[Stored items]
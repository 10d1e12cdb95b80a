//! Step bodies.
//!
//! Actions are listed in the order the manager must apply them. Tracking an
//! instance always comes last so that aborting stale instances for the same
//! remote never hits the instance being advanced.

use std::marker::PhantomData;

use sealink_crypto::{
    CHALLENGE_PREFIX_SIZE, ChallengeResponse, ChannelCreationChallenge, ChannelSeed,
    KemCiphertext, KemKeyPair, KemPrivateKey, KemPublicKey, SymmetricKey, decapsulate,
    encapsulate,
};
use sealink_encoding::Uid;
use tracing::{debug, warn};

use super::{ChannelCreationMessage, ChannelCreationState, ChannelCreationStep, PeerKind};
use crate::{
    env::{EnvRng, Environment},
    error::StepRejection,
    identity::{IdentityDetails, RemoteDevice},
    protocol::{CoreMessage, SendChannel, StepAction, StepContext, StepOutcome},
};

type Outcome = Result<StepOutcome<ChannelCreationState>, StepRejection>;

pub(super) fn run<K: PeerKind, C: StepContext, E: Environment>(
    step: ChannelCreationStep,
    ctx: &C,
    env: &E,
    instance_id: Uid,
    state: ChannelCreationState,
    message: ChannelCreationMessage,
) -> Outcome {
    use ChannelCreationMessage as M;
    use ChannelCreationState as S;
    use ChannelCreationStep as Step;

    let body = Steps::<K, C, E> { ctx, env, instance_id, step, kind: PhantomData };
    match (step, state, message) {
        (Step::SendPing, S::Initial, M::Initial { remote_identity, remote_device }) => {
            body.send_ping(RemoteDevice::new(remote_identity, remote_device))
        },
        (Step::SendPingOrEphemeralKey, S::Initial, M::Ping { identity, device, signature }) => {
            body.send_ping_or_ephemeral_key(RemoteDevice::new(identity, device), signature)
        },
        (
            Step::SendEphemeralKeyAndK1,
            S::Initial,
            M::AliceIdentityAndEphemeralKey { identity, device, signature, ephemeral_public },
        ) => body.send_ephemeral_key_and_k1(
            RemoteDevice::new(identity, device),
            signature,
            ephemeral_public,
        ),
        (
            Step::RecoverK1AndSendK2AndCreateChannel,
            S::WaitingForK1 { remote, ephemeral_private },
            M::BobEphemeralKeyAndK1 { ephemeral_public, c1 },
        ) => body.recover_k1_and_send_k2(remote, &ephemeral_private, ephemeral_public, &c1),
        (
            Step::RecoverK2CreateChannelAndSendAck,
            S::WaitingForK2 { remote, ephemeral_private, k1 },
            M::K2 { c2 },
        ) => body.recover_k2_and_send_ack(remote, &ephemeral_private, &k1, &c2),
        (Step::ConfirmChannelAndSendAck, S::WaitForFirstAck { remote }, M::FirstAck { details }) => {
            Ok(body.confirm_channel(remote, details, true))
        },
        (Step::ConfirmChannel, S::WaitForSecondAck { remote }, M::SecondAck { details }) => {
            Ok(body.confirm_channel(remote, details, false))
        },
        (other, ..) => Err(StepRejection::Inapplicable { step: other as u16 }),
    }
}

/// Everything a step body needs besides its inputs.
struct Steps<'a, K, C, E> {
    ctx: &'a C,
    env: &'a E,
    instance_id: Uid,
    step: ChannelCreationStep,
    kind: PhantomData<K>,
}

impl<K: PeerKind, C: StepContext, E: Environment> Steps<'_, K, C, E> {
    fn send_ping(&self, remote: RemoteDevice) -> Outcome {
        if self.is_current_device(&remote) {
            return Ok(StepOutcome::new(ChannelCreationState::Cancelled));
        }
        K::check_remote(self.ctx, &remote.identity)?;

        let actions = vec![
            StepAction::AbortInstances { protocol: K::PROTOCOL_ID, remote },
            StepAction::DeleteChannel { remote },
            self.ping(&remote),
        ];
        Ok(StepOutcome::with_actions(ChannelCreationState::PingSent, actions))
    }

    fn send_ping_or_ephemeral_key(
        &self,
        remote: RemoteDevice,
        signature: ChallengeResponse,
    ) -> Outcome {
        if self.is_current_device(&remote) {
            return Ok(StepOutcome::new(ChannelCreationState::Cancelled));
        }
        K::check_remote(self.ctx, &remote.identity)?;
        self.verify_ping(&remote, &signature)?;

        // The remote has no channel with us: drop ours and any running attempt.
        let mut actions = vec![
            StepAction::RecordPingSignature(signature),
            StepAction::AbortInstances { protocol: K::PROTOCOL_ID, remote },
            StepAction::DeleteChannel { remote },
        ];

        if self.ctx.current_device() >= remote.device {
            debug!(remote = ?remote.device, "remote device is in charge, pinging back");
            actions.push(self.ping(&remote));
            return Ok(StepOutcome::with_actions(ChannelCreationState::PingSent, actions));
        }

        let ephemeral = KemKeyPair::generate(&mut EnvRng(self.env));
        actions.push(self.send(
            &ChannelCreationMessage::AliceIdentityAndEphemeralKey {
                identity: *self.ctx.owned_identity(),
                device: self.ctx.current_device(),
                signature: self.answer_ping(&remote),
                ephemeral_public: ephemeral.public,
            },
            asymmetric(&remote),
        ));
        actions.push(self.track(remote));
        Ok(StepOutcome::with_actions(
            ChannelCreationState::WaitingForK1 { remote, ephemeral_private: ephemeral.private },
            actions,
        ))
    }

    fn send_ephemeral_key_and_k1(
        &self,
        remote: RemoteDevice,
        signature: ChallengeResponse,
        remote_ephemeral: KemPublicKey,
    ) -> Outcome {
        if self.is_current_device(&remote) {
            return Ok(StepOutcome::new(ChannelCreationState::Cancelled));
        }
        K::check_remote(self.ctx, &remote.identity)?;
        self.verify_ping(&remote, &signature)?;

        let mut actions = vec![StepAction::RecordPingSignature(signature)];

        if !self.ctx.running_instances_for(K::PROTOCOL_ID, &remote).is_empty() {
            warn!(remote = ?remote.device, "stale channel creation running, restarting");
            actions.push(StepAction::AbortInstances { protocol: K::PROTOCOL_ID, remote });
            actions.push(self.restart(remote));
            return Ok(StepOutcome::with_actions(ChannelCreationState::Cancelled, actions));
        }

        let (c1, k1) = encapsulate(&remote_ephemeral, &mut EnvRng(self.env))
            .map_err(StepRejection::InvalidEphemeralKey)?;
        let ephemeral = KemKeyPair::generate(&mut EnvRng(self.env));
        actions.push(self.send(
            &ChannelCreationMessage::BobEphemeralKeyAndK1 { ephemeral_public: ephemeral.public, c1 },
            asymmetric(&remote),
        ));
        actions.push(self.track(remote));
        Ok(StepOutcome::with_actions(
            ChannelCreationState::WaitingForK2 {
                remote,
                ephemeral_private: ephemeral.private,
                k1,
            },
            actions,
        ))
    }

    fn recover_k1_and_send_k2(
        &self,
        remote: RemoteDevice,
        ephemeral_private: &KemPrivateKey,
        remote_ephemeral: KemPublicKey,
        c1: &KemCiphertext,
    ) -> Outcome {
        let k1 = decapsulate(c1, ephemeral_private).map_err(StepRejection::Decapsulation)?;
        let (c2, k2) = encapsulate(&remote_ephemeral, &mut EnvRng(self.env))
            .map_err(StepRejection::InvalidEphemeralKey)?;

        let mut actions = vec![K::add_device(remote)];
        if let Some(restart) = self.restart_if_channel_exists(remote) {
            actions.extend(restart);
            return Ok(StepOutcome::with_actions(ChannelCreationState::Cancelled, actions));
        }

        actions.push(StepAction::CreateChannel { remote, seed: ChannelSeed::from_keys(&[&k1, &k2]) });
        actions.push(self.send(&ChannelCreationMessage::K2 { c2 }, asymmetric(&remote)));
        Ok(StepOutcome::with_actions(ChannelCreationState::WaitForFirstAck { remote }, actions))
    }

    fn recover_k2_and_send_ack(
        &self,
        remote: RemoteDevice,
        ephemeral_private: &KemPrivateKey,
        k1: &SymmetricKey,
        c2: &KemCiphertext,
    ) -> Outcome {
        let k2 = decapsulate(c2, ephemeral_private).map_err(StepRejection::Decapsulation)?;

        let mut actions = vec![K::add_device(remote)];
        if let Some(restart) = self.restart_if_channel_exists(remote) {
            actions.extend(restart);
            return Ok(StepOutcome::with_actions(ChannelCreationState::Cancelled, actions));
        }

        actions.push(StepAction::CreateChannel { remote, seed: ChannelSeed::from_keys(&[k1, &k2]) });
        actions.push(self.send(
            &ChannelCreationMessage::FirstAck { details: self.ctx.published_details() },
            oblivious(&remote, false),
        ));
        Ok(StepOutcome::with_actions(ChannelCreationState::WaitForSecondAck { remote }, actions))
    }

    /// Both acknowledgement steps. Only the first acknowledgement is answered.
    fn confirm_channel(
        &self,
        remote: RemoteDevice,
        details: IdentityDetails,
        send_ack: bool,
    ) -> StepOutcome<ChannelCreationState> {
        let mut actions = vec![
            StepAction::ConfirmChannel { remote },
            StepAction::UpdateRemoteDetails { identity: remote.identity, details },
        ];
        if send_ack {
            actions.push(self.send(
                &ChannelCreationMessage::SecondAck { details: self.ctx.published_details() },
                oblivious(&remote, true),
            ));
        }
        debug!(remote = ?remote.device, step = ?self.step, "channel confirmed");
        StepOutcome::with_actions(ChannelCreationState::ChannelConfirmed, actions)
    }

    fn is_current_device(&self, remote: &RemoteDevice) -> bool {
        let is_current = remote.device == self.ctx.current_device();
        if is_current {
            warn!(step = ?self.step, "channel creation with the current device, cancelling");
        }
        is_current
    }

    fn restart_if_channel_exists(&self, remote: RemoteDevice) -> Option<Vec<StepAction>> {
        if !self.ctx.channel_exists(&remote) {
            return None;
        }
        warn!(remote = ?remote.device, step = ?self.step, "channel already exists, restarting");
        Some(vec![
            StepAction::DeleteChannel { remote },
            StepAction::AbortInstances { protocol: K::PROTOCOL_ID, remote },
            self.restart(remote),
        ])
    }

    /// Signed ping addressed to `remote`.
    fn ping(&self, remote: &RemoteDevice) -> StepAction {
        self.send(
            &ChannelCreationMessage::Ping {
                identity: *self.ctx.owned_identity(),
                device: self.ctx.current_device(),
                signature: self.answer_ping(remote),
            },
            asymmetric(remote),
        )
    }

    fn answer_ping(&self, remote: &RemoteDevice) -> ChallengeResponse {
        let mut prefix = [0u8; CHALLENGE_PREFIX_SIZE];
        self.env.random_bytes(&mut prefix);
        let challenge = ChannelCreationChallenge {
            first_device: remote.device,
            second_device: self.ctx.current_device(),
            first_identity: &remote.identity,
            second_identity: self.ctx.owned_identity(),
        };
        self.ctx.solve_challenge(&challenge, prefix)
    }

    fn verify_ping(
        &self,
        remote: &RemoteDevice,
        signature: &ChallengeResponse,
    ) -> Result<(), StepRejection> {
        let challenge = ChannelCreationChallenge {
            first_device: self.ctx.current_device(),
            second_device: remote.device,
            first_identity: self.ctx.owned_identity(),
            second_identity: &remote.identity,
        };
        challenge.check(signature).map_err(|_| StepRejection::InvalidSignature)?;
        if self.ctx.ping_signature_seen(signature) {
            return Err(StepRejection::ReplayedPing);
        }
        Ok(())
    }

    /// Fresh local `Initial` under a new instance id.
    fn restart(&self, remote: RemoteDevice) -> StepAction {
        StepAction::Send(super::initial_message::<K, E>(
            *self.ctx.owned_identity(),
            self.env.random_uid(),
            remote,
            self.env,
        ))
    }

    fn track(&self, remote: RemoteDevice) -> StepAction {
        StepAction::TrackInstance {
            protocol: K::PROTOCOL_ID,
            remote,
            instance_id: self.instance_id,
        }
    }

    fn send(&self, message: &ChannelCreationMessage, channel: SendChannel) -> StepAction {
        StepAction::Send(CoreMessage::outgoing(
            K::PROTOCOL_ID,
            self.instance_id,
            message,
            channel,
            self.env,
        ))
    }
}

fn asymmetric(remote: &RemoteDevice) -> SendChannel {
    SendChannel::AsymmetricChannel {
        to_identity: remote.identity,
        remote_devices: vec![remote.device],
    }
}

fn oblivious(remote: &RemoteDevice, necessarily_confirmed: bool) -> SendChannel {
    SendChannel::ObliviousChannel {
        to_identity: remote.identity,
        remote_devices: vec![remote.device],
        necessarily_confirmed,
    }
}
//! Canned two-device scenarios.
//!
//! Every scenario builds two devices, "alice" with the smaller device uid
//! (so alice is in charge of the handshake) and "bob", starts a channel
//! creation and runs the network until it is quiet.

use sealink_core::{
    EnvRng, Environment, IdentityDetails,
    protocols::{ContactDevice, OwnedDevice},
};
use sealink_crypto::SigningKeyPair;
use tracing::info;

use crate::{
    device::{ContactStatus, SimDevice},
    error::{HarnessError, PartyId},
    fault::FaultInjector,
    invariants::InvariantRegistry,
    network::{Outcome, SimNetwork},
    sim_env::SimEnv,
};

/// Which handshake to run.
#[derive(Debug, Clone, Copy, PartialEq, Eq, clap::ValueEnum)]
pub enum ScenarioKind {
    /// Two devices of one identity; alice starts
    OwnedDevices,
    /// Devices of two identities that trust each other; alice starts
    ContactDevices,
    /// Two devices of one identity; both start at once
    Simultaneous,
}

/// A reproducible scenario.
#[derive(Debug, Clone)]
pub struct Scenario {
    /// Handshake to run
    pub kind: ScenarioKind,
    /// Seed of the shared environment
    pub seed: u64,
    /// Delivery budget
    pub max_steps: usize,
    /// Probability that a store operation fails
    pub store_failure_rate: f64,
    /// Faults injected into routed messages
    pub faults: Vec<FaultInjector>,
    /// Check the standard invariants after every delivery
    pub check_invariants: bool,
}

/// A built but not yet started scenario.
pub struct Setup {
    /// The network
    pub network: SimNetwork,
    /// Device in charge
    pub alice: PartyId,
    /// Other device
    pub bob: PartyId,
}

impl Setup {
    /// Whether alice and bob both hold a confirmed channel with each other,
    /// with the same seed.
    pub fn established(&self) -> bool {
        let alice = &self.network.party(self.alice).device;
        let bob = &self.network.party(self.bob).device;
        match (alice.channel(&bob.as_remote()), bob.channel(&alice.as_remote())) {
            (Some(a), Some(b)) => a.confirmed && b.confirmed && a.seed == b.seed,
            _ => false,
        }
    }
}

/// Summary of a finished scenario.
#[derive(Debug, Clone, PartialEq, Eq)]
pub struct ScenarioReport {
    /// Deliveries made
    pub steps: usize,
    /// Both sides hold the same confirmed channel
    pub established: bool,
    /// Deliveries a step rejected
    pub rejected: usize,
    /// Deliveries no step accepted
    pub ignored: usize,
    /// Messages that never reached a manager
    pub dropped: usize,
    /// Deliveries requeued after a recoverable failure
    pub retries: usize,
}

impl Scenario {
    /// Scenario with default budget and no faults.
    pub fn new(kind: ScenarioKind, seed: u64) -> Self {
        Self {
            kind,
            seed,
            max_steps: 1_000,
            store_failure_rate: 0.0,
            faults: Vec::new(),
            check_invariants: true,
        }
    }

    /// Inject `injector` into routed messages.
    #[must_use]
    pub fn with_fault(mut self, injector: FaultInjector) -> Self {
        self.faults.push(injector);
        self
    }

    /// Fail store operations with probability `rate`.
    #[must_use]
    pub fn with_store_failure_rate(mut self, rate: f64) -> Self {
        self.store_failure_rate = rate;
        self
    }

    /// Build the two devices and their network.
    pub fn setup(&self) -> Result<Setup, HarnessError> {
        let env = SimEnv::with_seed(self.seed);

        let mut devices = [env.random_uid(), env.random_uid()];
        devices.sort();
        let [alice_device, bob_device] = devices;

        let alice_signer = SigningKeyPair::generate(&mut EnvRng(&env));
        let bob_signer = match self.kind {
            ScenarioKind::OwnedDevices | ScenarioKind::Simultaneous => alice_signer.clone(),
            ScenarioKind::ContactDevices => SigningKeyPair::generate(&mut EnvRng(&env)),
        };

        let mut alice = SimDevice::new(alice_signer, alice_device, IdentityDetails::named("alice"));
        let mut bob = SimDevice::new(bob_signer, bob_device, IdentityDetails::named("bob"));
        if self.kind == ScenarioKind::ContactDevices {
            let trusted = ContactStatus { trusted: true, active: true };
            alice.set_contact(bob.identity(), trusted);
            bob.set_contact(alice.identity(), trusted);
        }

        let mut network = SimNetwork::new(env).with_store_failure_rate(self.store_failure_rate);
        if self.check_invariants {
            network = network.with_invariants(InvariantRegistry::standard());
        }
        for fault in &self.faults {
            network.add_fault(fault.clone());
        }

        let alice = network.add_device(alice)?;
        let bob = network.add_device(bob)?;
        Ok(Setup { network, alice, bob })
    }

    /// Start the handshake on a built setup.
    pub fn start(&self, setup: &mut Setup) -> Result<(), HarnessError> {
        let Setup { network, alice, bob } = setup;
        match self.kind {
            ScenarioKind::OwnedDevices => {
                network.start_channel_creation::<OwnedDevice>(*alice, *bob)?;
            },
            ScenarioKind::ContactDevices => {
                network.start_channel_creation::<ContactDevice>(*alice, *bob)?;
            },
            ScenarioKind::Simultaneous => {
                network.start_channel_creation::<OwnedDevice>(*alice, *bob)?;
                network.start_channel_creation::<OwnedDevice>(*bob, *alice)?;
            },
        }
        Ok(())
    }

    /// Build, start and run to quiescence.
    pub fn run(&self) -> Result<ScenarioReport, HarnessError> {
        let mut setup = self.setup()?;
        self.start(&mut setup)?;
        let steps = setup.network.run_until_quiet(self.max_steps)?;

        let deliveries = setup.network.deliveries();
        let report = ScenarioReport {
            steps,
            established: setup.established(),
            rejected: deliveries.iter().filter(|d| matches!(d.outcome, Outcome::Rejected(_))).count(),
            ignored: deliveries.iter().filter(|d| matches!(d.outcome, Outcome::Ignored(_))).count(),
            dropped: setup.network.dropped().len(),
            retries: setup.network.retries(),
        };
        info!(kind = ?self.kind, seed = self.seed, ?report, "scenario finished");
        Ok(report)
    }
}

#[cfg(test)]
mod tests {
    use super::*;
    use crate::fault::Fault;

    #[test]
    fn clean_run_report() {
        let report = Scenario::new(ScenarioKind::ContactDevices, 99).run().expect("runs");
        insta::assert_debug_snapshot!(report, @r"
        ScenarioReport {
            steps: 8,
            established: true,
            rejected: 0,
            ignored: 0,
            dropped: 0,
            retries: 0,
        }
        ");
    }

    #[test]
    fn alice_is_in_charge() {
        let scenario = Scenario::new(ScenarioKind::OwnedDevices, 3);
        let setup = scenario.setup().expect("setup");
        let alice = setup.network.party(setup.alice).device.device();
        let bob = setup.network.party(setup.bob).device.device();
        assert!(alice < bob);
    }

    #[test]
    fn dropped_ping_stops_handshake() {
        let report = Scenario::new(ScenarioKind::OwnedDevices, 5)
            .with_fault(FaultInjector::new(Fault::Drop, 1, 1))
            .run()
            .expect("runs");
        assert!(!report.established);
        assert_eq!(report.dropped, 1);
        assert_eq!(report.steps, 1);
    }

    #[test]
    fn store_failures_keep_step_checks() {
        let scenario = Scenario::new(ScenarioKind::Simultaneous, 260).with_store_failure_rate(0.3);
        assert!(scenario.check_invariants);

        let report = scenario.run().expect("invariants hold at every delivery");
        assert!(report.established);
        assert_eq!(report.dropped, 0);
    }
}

*WHAT TO PRODUCE*. In the records above, find each line that mentions the word "ignored", and copy it.

*PROBLEM SOLUTION*.
    pub ignored: usize,
            ignored: deliveries.iter().filter(|d| matches!(d.outcome, Outcome::Ignored(_))).count(),
            ignored: 0,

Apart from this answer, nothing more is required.